Freshwater ecologist and conservationist

Born: October 25, 1928;

Died: February 25, 2016

DR Neville Morgan, who has died aged 87, was a freshwater ecologist and conservationist and one of an enthusiastic group of young scientists who were employed at the start of the Brown Trout Research Laboratory at Pitlochry, now the Freshwater Laboratory of Marine Scotland.

Neville Conway Morgan was born in Sheffield, the only child of Emlyn and Gwladys Morgan. Sadly, Gwladys died when Neville was only 11. Some time later, Emlyn met and married Dilys Hughes and Neville gained a step mother and step brother, Michael. Neville attended the local grammar school and later studied at the University of Durham where he graduated in 1950 with a first class honours BSc in zoology. His research dissertation there – on the life cycle of biting midges (Ceratopogonidae) – was later to provide a sound basis for his first job in ecology. Many years later, he was to receive a DSc from the University of Toulouse.

In 1948 the North of Scotland Hydro-electric Board and the Scottish Home Department jointly initiated a laboratory near Pitlochry, with the objective of studying the ecology and production of Brown Trout. By the end of 1949 the Brown Trout Research Laboratory had a core staff of eight and in 1950 started to recruit additional scientists. Neville Morgan was appointed to one of these posts to carry out studies of the invertebrates which were the food of Brown Trout. Before leaving Sheffield for University, he had met Judy Priest and they were married in 1951.

Back at Pitlochry in 1953, he rejoined his former colleagues, and settled down to a series of studies of freshwater invertebrates. Many of the freshwater lochs of Scotland are low in nutrients, thereby limiting the productivity of trout. A series of experiments was initiated from the laboratory, adding nutrients to loch water and thereafter following changes in chemistry, botany, invertebrates and trout food and growth. Dr Morgan played his part in this multidisciplinary team and published his results on the bottom invertebrates in 1966.

His most important work in this period, however, was a five-year study of the insects emerging from a small loch where he was ably assisted by Alix Waddell and a series of summer students, one of them the writer of this obituary. The study, one of the most detailed of its kind carried out anywhere in the world, involved daily trapping of emerging insects at several sites over different habitats in the loch. Many years later, the results were published in book form – The Insects of a Highland Lochan: Loch Dunmore, Near Pitlochry.

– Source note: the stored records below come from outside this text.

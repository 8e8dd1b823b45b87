use super::*;

#[test]
fn default_mode_picks_by_count() {
    assert_eq!(
        select_layout(LayoutMode::Default, 1, false).unwrap(),
        LayoutPlan::SideBySide { count: 1 }
    );
    assert_eq!(
        select_layout(LayoutMode::Default, 2, true).unwrap(),
        LayoutPlan::SideBySide { count: 2 }
    );
    assert_eq!(
        select_layout(LayoutMode::Default, 3, false).unwrap(),
        LayoutPlan::Pyramid
    );
}

#[test]
fn crypto_is_single_for_any_valid_count() {
    for n in 1..=3 {
        let plan = select_layout(LayoutMode::Crypto, n, false).unwrap();
        assert_eq!(plan, LayoutPlan::Single);
        assert_eq!(plan.characters_used(), 1);
    }
}

#[test]
fn no_characters_is_missing_asset() {
    for mode in [LayoutMode::Default, LayoutMode::Crypto, LayoutMode::Dual] {
        let err = select_layout(mode, 0, true).unwrap_err();
        assert!(matches!(err, CardError::MissingRequiredAsset(_)), "{mode:?}");
    }
}

#[test]
fn too_many_characters_is_invalid() {
    let err = select_layout(LayoutMode::Default, 4, false).unwrap_err();
    assert!(matches!(err, CardError::InvalidLayoutConfiguration(_)));
}

#[test]
fn dual_requires_two_characters_and_title_image() {
    let one = select_layout(LayoutMode::Dual, 1, true).unwrap_err();
    assert!(matches!(one, CardError::InvalidLayoutConfiguration(_)));
    let no_title = select_layout(LayoutMode::Dual, 2, false).unwrap_err();
    assert!(no_title.to_string().contains("title image"));
    let plan = select_layout(LayoutMode::Dual, 3, true).unwrap();
    assert_eq!(plan, LayoutPlan::Dual);
    assert_eq!(plan.characters_used(), 2);
}
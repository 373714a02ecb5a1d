//! Request/Response DTOs
//!
//! Wire types for the study planner REST API. Every resource here is a
//! read-only mirror of server state.

use serde::{Deserialize, Serialize};
use std::collections::BTreeMap;
use std::fmt;

// ============================================
// Auth
// ============================================

/// Body of `POST /login`
#[derive(Clone, Serialize)]
pub struct LoginRequest {
    pub username: String,
    pub password: String,
}

impl fmt::Debug for LoginRequest {
    fn fmt(&self, f: &mut fmt::Formatter<'_>) -> fmt::Result {
        f.debug_struct("LoginRequest")
            .field("username", &self.username)
            .field("password", &"<redacted>")
            .finish()
    }
}

/// Body of `POST /register`
#[derive(Clone, Serialize)]
pub struct RegisterRequest {
    pub username: String,
    pub email: String,
    pub password: String,
}

impl fmt::Debug for RegisterRequest {
    fn fmt(&self, f: &mut fmt::Formatter<'_>) -> fmt::Result {
        f.debug_struct("RegisterRequest")
            .field("username", &self.username)
            .field("email", &self.email)
            .field("password", &"<redacted>")
            .finish()
    }
}

/// Successful login or registration.
///
/// Login only returns the token; registration also echoes the new account.
#[derive(Clone, Deserialize)]
pub struct AuthResponse {
    pub token: String,
    #[serde(default)]
    pub id: Option<String>,
    #[serde(default)]
    pub username: Option<String>,
    #[serde(default)]
    pub email: Option<String>,
    #[serde(default)]
    pub created_at: Option<String>,
}

impl fmt::Debug for AuthResponse {
    fn fmt(&self, f: &mut fmt::Formatter<'_>) -> fmt::Result {
        f.debug_struct("AuthResponse")
            .field("token", &"<redacted>")
            .field("id", &self.id)
            .field("username", &self.username)
            .finish()
    }
}

/// Error body returned by the backend on any non-2xx response
#[derive(Debug, Deserialize)]
pub struct ErrorBody {
    pub error: String,
}

// ============================================
// Resources
// ============================================

/// The authenticated user's profile.
///
/// Fields the client doesn't know about are carried through untouched.
#[derive(Debug, Clone, PartialEq, Deserialize, Serialize)]
pub struct Profile {
    #[serde(default, skip_serializing_if = "Option::is_none")]
    pub id: Option<String>,
    pub username: String,
    #[serde(default)]
    pub email: String,
    #[serde(default, skip_serializing_if = "Option::is_none")]
    pub created_at: Option<String>,
    #[serde(flatten)]
    pub extra: BTreeMap<String, serde_json::Value>,
}

/// Task completion counters
#[derive(Debug, Clone, Copy, PartialEq, Eq, Deserialize, Serialize)]
pub struct Progress {
    pub completed_tasks: i64,
    pub total_tasks: i64,
}

impl Progress {
    /// Check `0 <= completed_tasks <= total_tasks`
    pub fn check(&self) -> Result<(), String> {
        if self.completed_tasks < 0 || self.total_tasks < 0 {
            return Err(format!(
                "negative task counts ({}/{})",
                self.completed_tasks, self.total_tasks
            ));
        }
        if self.completed_tasks > self.total_tasks {
            return Err(format!(
                "completed_tasks ({}) exceeds total_tasks ({})",
                self.completed_tasks, self.total_tasks
            ));
        }
        Ok(())
    }

    /// Completion percentage, rounded down. Zero when there are no tasks.
    pub fn percent(&self) -> u8 {
        if self.total_tasks <= 0 {
            return 0;
        }
        let completed = i128::from(self.completed_tasks.clamp(0, self.total_tasks));
        let pct = completed * 100 / i128::from(self.total_tasks);
        u8::try_from(pct).unwrap_or(100)
    }
}

#[derive(Debug, Clone, PartialEq, Eq, Deserialize, Serialize)]
pub struct Subject {
    pub id: String,
    pub name: String,
    #[serde(default)]
    pub description: Option<String>,
}

#[derive(Debug, Clone, PartialEq, Eq, Deserialize, Serialize)]
pub struct Task {
    pub id: String,
    pub title: String,
    #[serde(default)]
    pub description: Option<String>,
    #[serde(default)]
    pub deadline: Option<String>,
    #[serde(default)]
    pub difficulty_level: Option<i64>,
}

/// A scheduled block of study time
#[derive(Debug, Clone, PartialEq, Eq, Deserialize, Serialize)]
pub struct StudySession {
    pub id: String,
    pub scheduled_at: String,
    /// Minutes
    pub duration: i64,
    pub completed: bool,
}
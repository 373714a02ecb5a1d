use thiserror::Error;

use super::validation::ValidationError;
use crate::session::SessionError;

/// Shown when a failed login carries no server message
pub const LOGIN_FALLBACK: &str = "An unexpected error occurred.";
/// Shown when a failed registration carries no server message
pub const REGISTER_FALLBACK: &str = "Registration failed. Please try again.";

/// Why a form submission did not sign the user in
#[derive(Error, Debug)]
pub enum FormError {
    #[error(transparent)]
    Validation(#[from] ValidationError),

    /// Request failed; holds the text to show the user
    #[error("{0}")]
    Request(String),

    #[error(transparent)]
    Session(#[from] SessionError),
}

pub type FormResult<T> = Result<T, FormError>;
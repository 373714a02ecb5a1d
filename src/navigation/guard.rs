//! Route guard
//!
//! Decides, from the session alone, whether a page may be shown.

use std::fmt;
use std::str::FromStr;

use crate::session::Session;

/// Pages of the client
#[derive(Debug, Clone, PartialEq, Eq, Hash)]
pub enum Route {
    /// `/`, never rendered itself
    Root,
    Login,
    Register,
    Dashboard,
    /// Any path we don't know
    NotFound(String),
}

impl Route {
    /// Parse a path, ignoring query string, fragment and trailing slashes
    pub fn parse(path: &str) -> Self {
        let path = path.trim();
        let path = path.split(['?', '#']).next().unwrap_or_default();
        let trimmed = path.trim_end_matches('/');

        match trimmed {
            "" => Route::Root,
            "/login" => Route::Login,
            "/register" => Route::Register,
            "/dashboard" => Route::Dashboard,
            _ => Route::NotFound(path.to_string()),
        }
    }

    pub fn path(&self) -> &str {
        match self {
            Route::Root => "/",
            Route::Login => "/login",
            Route::Register => "/register",
            Route::Dashboard => "/dashboard",
            Route::NotFound(path) => path,
        }
    }

    /// Requires a signed-in user
    pub fn is_protected(&self) -> bool {
        matches!(self, Route::Dashboard)
    }

    /// Only makes sense while signed out
    pub fn is_guest_only(&self) -> bool {
        matches!(self, Route::Login | Route::Register)
    }
}

impl fmt::Display for Route {
    fn fmt(&self, f: &mut fmt::Formatter<'_>) -> fmt::Result {
        f.write_str(self.path())
    }
}

impl FromStr for Route {
    type Err = std::convert::Infallible;

    fn from_str(s: &str) -> Result<Self, Self::Err> {
        Ok(Route::parse(s))
    }
}

/// Outcome of a guard check
#[derive(Debug, Clone, PartialEq, Eq)]
pub enum Decision {
    Allow,
    Redirect(Route),
}

/// Whether `route` may be shown for `session`
pub fn authorized(session: &Session, route: &Route) -> Decision {
    let signed_in = session.is_authenticated();

    match route {
        Route::Root if signed_in => Decision::Redirect(Route::Dashboard),
        Route::Root => Decision::Redirect(Route::Login),
        r if r.is_guest_only() && signed_in => Decision::Redirect(Route::Dashboard),
        r if r.is_protected() && !signed_in => Decision::Redirect(Route::Login),
        _ => Decision::Allow,
    }
}

/// Follow redirects until the guard allows a route
pub fn resolve(session: &Session, route: &Route) -> Route {
    // Longest chain is Root -> Dashboard/Login; anything past that is a bug
    const MAX_REDIRECTS: usize = 4;

    let mut current = route.clone();
    for _ in 0..MAX_REDIRECTS {
        match authorized(session, &current) {
            Decision::Allow => return current,
            Decision::Redirect(next) => current = next,
        }
    }

    tracing::error!(route = %route, "Redirect loop detected, falling back to login");
    Route::Login
}
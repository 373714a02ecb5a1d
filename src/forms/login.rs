//! Login form

use std::fmt;

use super::error::{FormError, FormResult, LOGIN_FALLBACK};
use super::validation::validate_login;
use crate::api::{LoginRequest, StudyApi};
use crate::navigation::Route;
use crate::session::SessionStore;

/// Login form state. Entered values survive a failed submission.
#[derive(Clone, Default)]
pub struct LoginForm {
    pub username: String,
    pub password: String,
    /// Message from the last failed submission
    pub error: Option<String>,
}

impl LoginForm {
    pub fn new(username: impl Into<String>, password: impl Into<String>) -> Self {
        Self {
            username: username.into(),
            password: password.into(),
            error: None,
        }
    }

    /// Validate, send, and install the returned token.
    ///
    /// Returns where to go next on success. On failure the message is also
    /// left in [`LoginForm::error`].
    pub async fn submit(&mut self, api: &dyn StudyApi, session: &SessionStore) -> FormResult<Route> {
        self.error = None;

        let result = self.try_submit(api, session).await;
        if let Err(e) = &result {
            self.error = Some(e.to_string());
        }
        result
    }

    async fn try_submit(&self, api: &dyn StudyApi, session: &SessionStore) -> FormResult<Route> {
        validate_login(&self.username, &self.password)?;

        let request = LoginRequest {
            username: self.username.clone(),
            password: self.password.clone(),
        };

        let response = api.login(&request).await.map_err(|e| {
            tracing::warn!(username = %self.username, "Login failed: {}", e);
            FormError::Request(
                e.server_message()
                    .map(str::to_string)
                    .unwrap_or_else(|| LOGIN_FALLBACK.to_string()),
            )
        })?;

        session.login(&response.token).await?;
        Ok(Route::Dashboard)
    }
}

impl fmt::Debug for LoginForm {
    fn fmt(&self, f: &mut fmt::Formatter<'_>) -> fmt::Result {
        f.debug_struct("LoginForm")
            .field("username", &self.username)
            .field("password", &"<redacted>")
            .field("error", &self.error)
            .finish()
    }
}

#[cfg(test)]
mod tests {
    use super::*;
    use crate::api::{ApiClient, ClientConfig};
    use crate::session::MemoryTokenStorage;
    use crate::testing::{Endpoint, FakeApi, StubBackend, FAKE_TOKEN};

    #[tokio::test]
    async fn test_success_installs_token() {
        let session = SessionStore::new(MemoryTokenStorage::new());
        let api = FakeApi::new();
        let mut form = LoginForm::new("ada", "secret1");

        let route = form.submit(&api, &session).await.unwrap();

        assert_eq!(route, Route::Dashboard);
        assert_eq!(session.token().await, FAKE_TOKEN);
        assert_eq!(form.error, None);
    }

    #[tokio::test]
    async fn test_missing_field_never_sent() {
        let session = SessionStore::new(MemoryTokenStorage::new());
        let api = FakeApi::new();
        let mut form = LoginForm::new("ada", "");

        let err = form.submit(&api, &session).await.unwrap_err();

        assert!(matches!(err, FormError::Validation(_)));
        assert!(api.calls().is_empty());
        assert!(form.error.is_some());
    }

    #[tokio::test]
    async fn test_fallback_message_without_server_text() {
        let session = SessionStore::new(MemoryTokenStorage::new());
        let api = FakeApi::new().fail(Endpoint::Login, 500, None);
        let mut form = LoginForm::new("ada", "secret1");

        let err = form.submit(&api, &session).await.unwrap_err();

        assert_eq!(err.to_string(), LOGIN_FALLBACK);
        assert_eq!(form.error.as_deref(), Some(LOGIN_FALLBACK));
        assert_eq!(form.username, "ada");
        assert_eq!(form.password, "secret1");
        assert!(!session.is_authenticated().await);
    }

    #[tokio::test]
    async fn test_error_cleared_on_next_submit() {
        let session = SessionStore::new(MemoryTokenStorage::new());
        let mut form = LoginForm::new("ada", "secret1");

        let failing = FakeApi::new().fail(Endpoint::Login, 401, Some("Invalid username or password"));
        assert!(form.submit(&failing, &session).await.is_err());
        assert_eq!(form.error.as_deref(), Some("Invalid username or password"));

        form.submit(&FakeApi::new(), &session).await.unwrap();
        assert_eq!(form.error, None);
    }

    #[tokio::test]
    async fn test_login_against_backend() {
        let backend = StubBackend::start().await;
        let session = SessionStore::new(MemoryTokenStorage::new());
        let config = ClientConfig {
            base_url: backend.base_url(),
            ..Default::default()
        };
        let client = ApiClient::new(config, session.clone()).unwrap();

        let mut form = LoginForm::new("ada", "wrong-password");
        let err = form.submit(&client, &session).await.unwrap_err();
        assert!(matches!(err, FormError::Request(_)));
        assert_eq!(err.to_string(), "Invalid username or password");

        let mut form = LoginForm::new("ada", "secret1");
        assert_eq!(form.submit(&client, &session).await.unwrap(), Route::Dashboard);
        assert_eq!(session.token().await, backend.valid_token());
    }

    #[test]
    fn test_debug_redacts_password() {
        let form = LoginForm::new("ada", "secret1");
        let debug = format!("{:?}", form);
        assert!(!debug.contains("secret1"));
    }
}
//! Session State
//!
//! Holds the bearer token and the authenticated user's profile.
//!
//! ## Lifecycle
//!
//! 1. Created empty, or restored from [`TokenStorage`] at startup
//! 2. [`SessionStore::login`] installs a token and persists it
//! 3. The identity watcher validates each new token against the backend
//! 4. [`SessionStore::logout`] (or a failed identity check) clears everything
//!
//! Every token change bumps the session epoch. Results fetched under an
//! older epoch are dropped instead of applied.

mod error;
mod storage;
mod store;
mod watcher;

pub use error::{SessionError, SessionResult, StorageError};
pub use storage::{FileTokenStorage, MemoryTokenStorage, TokenStorage};
pub use store::{IdentityOutcome, Session, SessionEvent, SessionStore};
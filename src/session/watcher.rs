//! Identity watcher
//!
//! Background handler that re-validates the token whenever it changes.

use std::sync::Arc;
use tokio::sync::broadcast::error::RecvError;
use tokio::task::JoinHandle;

use super::store::{SessionEvent, SessionStore};
use crate::api::StudyApi;

impl SessionStore {
    /// Spawn the identity watcher.
    ///
    /// A restored token is checked immediately; after that every
    /// [`SessionEvent::TokenChanged`] triggers [`SessionStore::refresh_identity`].
    /// Checks run one at a time, in event order. Abort the handle to stop.
    pub fn watch_identity(&self, api: Arc<dyn StudyApi>) -> JoinHandle<()> {
        let store = self.clone();
        let mut events = self.subscribe();

        tokio::spawn(async move {
            // Epoch of the last token checked, so a login that lands before
            // the task starts isn't checked twice
            let mut checked = None;

            let session = store.snapshot().await;
            if session.is_authenticated() {
                checked = Some(session.epoch);
                store.refresh_identity(api.as_ref()).await;
            }

            loop {
                match events.recv().await {
                    Ok(SessionEvent::TokenChanged { epoch }) => {
                        if checked == Some(epoch) {
                            continue;
                        }
                        checked = Some(epoch);
                        store.refresh_identity(api.as_ref()).await;
                    }
                    Ok(_) => {}
                    Err(RecvError::Lagged(skipped)) => {
                        tracing::warn!(skipped, "Identity watcher lagged behind session events");
                        let session = store.snapshot().await;
                        if session.is_authenticated() && checked != Some(session.epoch) {
                            checked = Some(session.epoch);
                            store.refresh_identity(api.as_ref()).await;
                        }
                    }
                    Err(RecvError::Closed) => break,
                }
            }
        })
    }
}
//! Study Planner REST API Client
//!
//! HTTP client for the study planner backend. The bearer token is read from
//! the session store on every request, never captured at construction.

use async_trait::async_trait;
use reqwest::{Client, RequestBuilder, Url};
use serde::de::DeserializeOwned;
use serde::Serialize;
use std::time::Duration;
use tracing::Instrument;
use uuid::Uuid;

use super::dto::{
    AuthResponse, ErrorBody, LoginRequest, Profile, Progress, RegisterRequest, StudySession,
    Subject, Task,
};
use super::error::{ApiError, ApiResult};
use super::StudyApi;
use crate::session::SessionStore;

/// Configuration for the API client
#[derive(Debug, Clone)]
pub struct ClientConfig {
    /// Base URL for the API (e.g., "http://localhost:3000/api")
    pub base_url: String,
    /// Path used to validate a token and load the current user
    pub identity_path: String,
    /// Request timeout; `None` keeps the transport default
    pub request_timeout: Option<Duration>,
}

impl Default for ClientConfig {
    fn default() -> Self {
        Self {
            base_url: "http://localhost:3000/api".to_string(),
            identity_path: "/profile".to_string(),
            request_timeout: None,
        }
    }
}

/// Study planner REST API client
#[derive(Clone)]
pub struct ApiClient {
    client: Client,
    base_url: String,
    identity_path: String,
    session: SessionStore,
}

impl ApiClient {
    /// Create a client that authenticates with whatever token `session` holds
    pub fn new(config: ClientConfig, session: SessionStore) -> ApiResult<Self> {
        let base_url = config.base_url.trim_end_matches('/').to_string();

        let parsed = Url::parse(&base_url).map_err(|e| ApiError::InvalidUrl {
            url: config.base_url.clone(),
            message: e.to_string(),
        })?;
        if !matches!(parsed.scheme(), "http" | "https") {
            return Err(ApiError::InvalidUrl {
                url: config.base_url,
                message: format!("unsupported scheme '{}'", parsed.scheme()),
            });
        }

        let mut builder = Client::builder();
        if let Some(timeout) = config.request_timeout {
            builder = builder.timeout(timeout);
        }
        let client = builder.build()?;

        Ok(Self {
            client,
            base_url,
            identity_path: normalize_path(&config.identity_path),
            session,
        })
    }

    /// Base URL without trailing slash
    pub fn base_url(&self) -> &str {
        &self.base_url
    }

    fn url(&self, path: &str) -> String {
        format!("{}{}", self.base_url, normalize_path(path))
    }

    /// GET a JSON resource
    pub async fn get<T: DeserializeOwned>(&self, path: &str) -> ApiResult<T> {
        let request = self.client.get(self.url(path));
        self.execute("GET", path, request).await
    }

    /// POST a JSON body and parse the JSON reply
    pub async fn post<B, T>(&self, path: &str, body: &B) -> ApiResult<T>
    where
        B: Serialize + ?Sized + Sync,
        T: DeserializeOwned,
    {
        let request = self.client.post(self.url(path)).json(body);
        self.execute("POST", path, request).await
    }

    async fn execute<T: DeserializeOwned>(
        &self,
        method: &'static str,
        path: &str,
        request: RequestBuilder,
    ) -> ApiResult<T> {
        let request_id = Uuid::new_v4();
        let span = tracing::debug_span!("api_request", %request_id, method, path);

        async move {
            let token = self.session.token().await;
            let request = if token.is_empty() {
                request
            } else {
                request.bearer_auth(&token)
            };

            let response = request.send().await?;
            let status = response.status();
            let body = response.text().await?;

            tracing::debug!(status = status.as_u16(), bytes = body.len(), "response received");

            if status.is_success() {
                serde_json::from_str(&body).map_err(|e| ApiError::Decode {
                    path: path.to_string(),
                    message: e.to_string(),
                })
            } else {
                let message = serde_json::from_str::<ErrorBody>(&body)
                    .ok()
                    .map(|b| b.error)
                    .filter(|m| !m.trim().is_empty());

                Err(ApiError::Status {
                    status: status.as_u16(),
                    message,
                })
            }
        }
        .instrument(span)
        .await
    }
}

#[async_trait]
impl StudyApi for ApiClient {
    async fn register(&self, request: &RegisterRequest) -> ApiResult<AuthResponse> {
        self.post("/register", request).await
    }

    async fn login(&self, request: &LoginRequest) -> ApiResult<AuthResponse> {
        self.post("/login", request).await
    }

    async fn current_user(&self) -> ApiResult<Profile> {
        self.get(&self.identity_path).await
    }

    async fn profile(&self) -> ApiResult<Profile> {
        self.get("/profile").await
    }

    async fn progress(&self) -> ApiResult<Progress> {
        let progress: Progress = self.get("/progress").await?;
        progress.check().map_err(|message| ApiError::Malformed {
            path: "/progress".to_string(),
            message,
        })?;
        Ok(progress)
    }

    async fn subjects(&self) -> ApiResult<Vec<Subject>> {
        self.get("/subjects").await
    }

    async fn tasks(&self) -> ApiResult<Vec<Task>> {
        self.get("/tasks").await
    }

    async fn study_sessions(&self) -> ApiResult<Vec<StudySession>> {
        self.get("/study-sessions").await
    }
}

fn normalize_path(path: &str) -> String {
    if path.starts_with('/') {
        path.to_string()
    } else {
        format!("/{}", path)
    }
}
//! Client-side form validation
//!
//! Fast-fail checks run before anything is sent; the server validates again.

use regex::Regex;
use std::sync::OnceLock;
use thiserror::Error;

pub const MIN_USERNAME_LEN: usize = 3;
pub const MIN_PASSWORD_LEN: usize = 6;

/// A form input rejected before submission
#[derive(Error, Debug, Clone, PartialEq, Eq)]
pub enum ValidationError {
    #[error("Username must be at least {min} characters long.")]
    UsernameTooShort { min: usize },

    #[error("Please enter a valid email address.")]
    InvalidEmail,

    #[error("Password must be at least {min} characters long.")]
    PasswordTooShort { min: usize },

    #[error("Please enter your {field}.")]
    MissingField { field: &'static str },
}

fn email_pattern() -> &'static Regex {
    static PATTERN: OnceLock<Regex> = OnceLock::new();
    PATTERN.get_or_init(|| Regex::new(r"\S+@\S+\.\S+").expect("email pattern is valid"))
}

pub fn is_valid_email(email: &str) -> bool {
    email_pattern().is_match(email)
}

/// Registration rules, first failure wins: username, then email, then password
pub fn validate_registration(
    username: &str,
    email: &str,
    password: &str,
) -> Result<(), ValidationError> {
    if username.chars().count() < MIN_USERNAME_LEN {
        return Err(ValidationError::UsernameTooShort {
            min: MIN_USERNAME_LEN,
        });
    }
    if !is_valid_email(email) {
        return Err(ValidationError::InvalidEmail);
    }
    if password.chars().count() < MIN_PASSWORD_LEN {
        return Err(ValidationError::PasswordTooShort {
            min: MIN_PASSWORD_LEN,
        });
    }
    Ok(())
}

/// Login only needs both fields present
pub fn validate_login(username: &str, password: &str) -> Result<(), ValidationError> {
    if username.trim().is_empty() {
        return Err(ValidationError::MissingField { field: "username" });
    }
    if password.is_empty() {
        return Err(ValidationError::MissingField { field: "password" });
    }
    Ok(())
}
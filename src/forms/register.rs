//! Registration form

use std::fmt;

use super::error::{FormError, FormResult, REGISTER_FALLBACK};
use super::validation::validate_registration;
use crate::api::{RegisterRequest, StudyApi};
use crate::navigation::Route;
use crate::session::SessionStore;

/// Registration form state. Entered values survive a failed submission.
#[derive(Clone, Default)]
pub struct RegisterForm {
    pub username: String,
    pub email: String,
    pub password: String,
    /// Message from the last failed submission
    pub error: Option<String>,
}

impl RegisterForm {
    pub fn new(
        username: impl Into<String>,
        email: impl Into<String>,
        password: impl Into<String>,
    ) -> Self {
        Self {
            username: username.into(),
            email: email.into(),
            password: password.into(),
            error: None,
        }
    }

    /// Validate, create the account, and sign in with the returned token
    pub async fn submit(&mut self, api: &dyn StudyApi, session: &SessionStore) -> FormResult<Route> {
        self.error = None;

        let result = self.try_submit(api, session).await;
        if let Err(e) = &result {
            self.error = Some(e.to_string());
        }
        result
    }

    async fn try_submit(&self, api: &dyn StudyApi, session: &SessionStore) -> FormResult<Route> {
        validate_registration(&self.username, &self.email, &self.password)?;

        let request = RegisterRequest {
            username: self.username.clone(),
            email: self.email.clone(),
            password: self.password.clone(),
        };

        let response = api.register(&request).await.map_err(|e| {
            tracing::warn!(username = %self.username, "Registration failed: {}", e);
            FormError::Request(
                e.server_message()
                    .map(str::to_string)
                    .unwrap_or_else(|| REGISTER_FALLBACK.to_string()),
            )
        })?;

        tracing::info!(
            id = response.id.as_deref().unwrap_or("?"),
            username = %self.username,
            "Account created"
        );
        session.login(&response.token).await?;
        Ok(Route::Dashboard)
    }
}

impl fmt::Debug for RegisterForm {
    fn fmt(&self, f: &mut fmt::Formatter<'_>) -> fmt::Result {
        f.debug_struct("RegisterForm")
            .field("username", &self.username)
            .field("email", &self.email)
            .field("password", &"<redacted>")
            .field("error", &self.error)
            .finish()
    }
}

In 1961, after much heart searching, Dr Morgan took a promotion to principal scientific officer at the Agricultural Scientific Services Laboratory at East Craigs, near Edinburgh. As well as dealing with nematodes and other crop pests, by arranging for measurements of pesticides in raptor egg shells, he aided the discoveries of Derek Ratcliffe and his colleagues that both peregrine and golden eagle populations were being affected by DDT passing up through the food chain.

In 1965 Dr Morgan accepted a new post in the Nature Conservancy in Edinburgh to lead a new research group – the Wetlands Habitat Team. Initially this mainly involved co-ordination of the International Biological Programme study at Loch Leven. Later, he became involved in another major study – the Nature Conservation Review – the objective of which was to survey the full range of habitats in Great Britain and select the best examples for future conservation.

In 1972, Dr Morgan was appointed as depute director Scotland for the Nature Conservancy. His new post was mainly as an administrator with wide responsibilities such as oversight of the establishment and management of National Nature Reserves and all other designated sites.

After a few years, the temptation to become involved in research again became too strong and in 1976, he was offered and accepted the post of scientific director of the Station Biologique de la Tour du Valat, a prestigious research station in the Camargue area of France. Here, he was responsible for overseeing the ecological research programme and found himself involved in studies of wetlands in Tunisia, Algeria and Morocco.

In 1980, he and Judy divorced and, after resigning his post at Tour du Valat in 1981, Dr Morgan was asked in 1982 by the University of Wageningen to take over the co-ordination of a project in Mali dealing with the rational utilisation of game animals there. This study ended in 1984 when Dr Morgan finally retired.

Initially, he moved back to France where he restored an old farm house and lived there for some years with his second wife Monique. As well as restoration and gardening there he became involved in several French conservation projects.

In the late 1990s he left France, returned to Scotland and moved into an elegant house at Hangingshaw near Yarrowford, which he designed and had built from scratch in 2001. He had kept in touch with Judy who sadly died in 2002. With substantial grounds and a large mill pond near his new house, he was able to pursue his love of gardening and wildlife. He loved to travel and visited unusual and exotic places at least twice a year to see their flora and fauna. As well as enjoying time with his growing family, he became active in the local community, opposing a proposed local wind farm, playing badminton into his early 80s and joining various clubs and other organisations.

He is survived by his children Diana and Nick, his grandchildren and great-grandchildren. He has also left a legacy of published research, protected conservation areas in several countries and many friends and colleagues grateful for his counsel and advice over many years.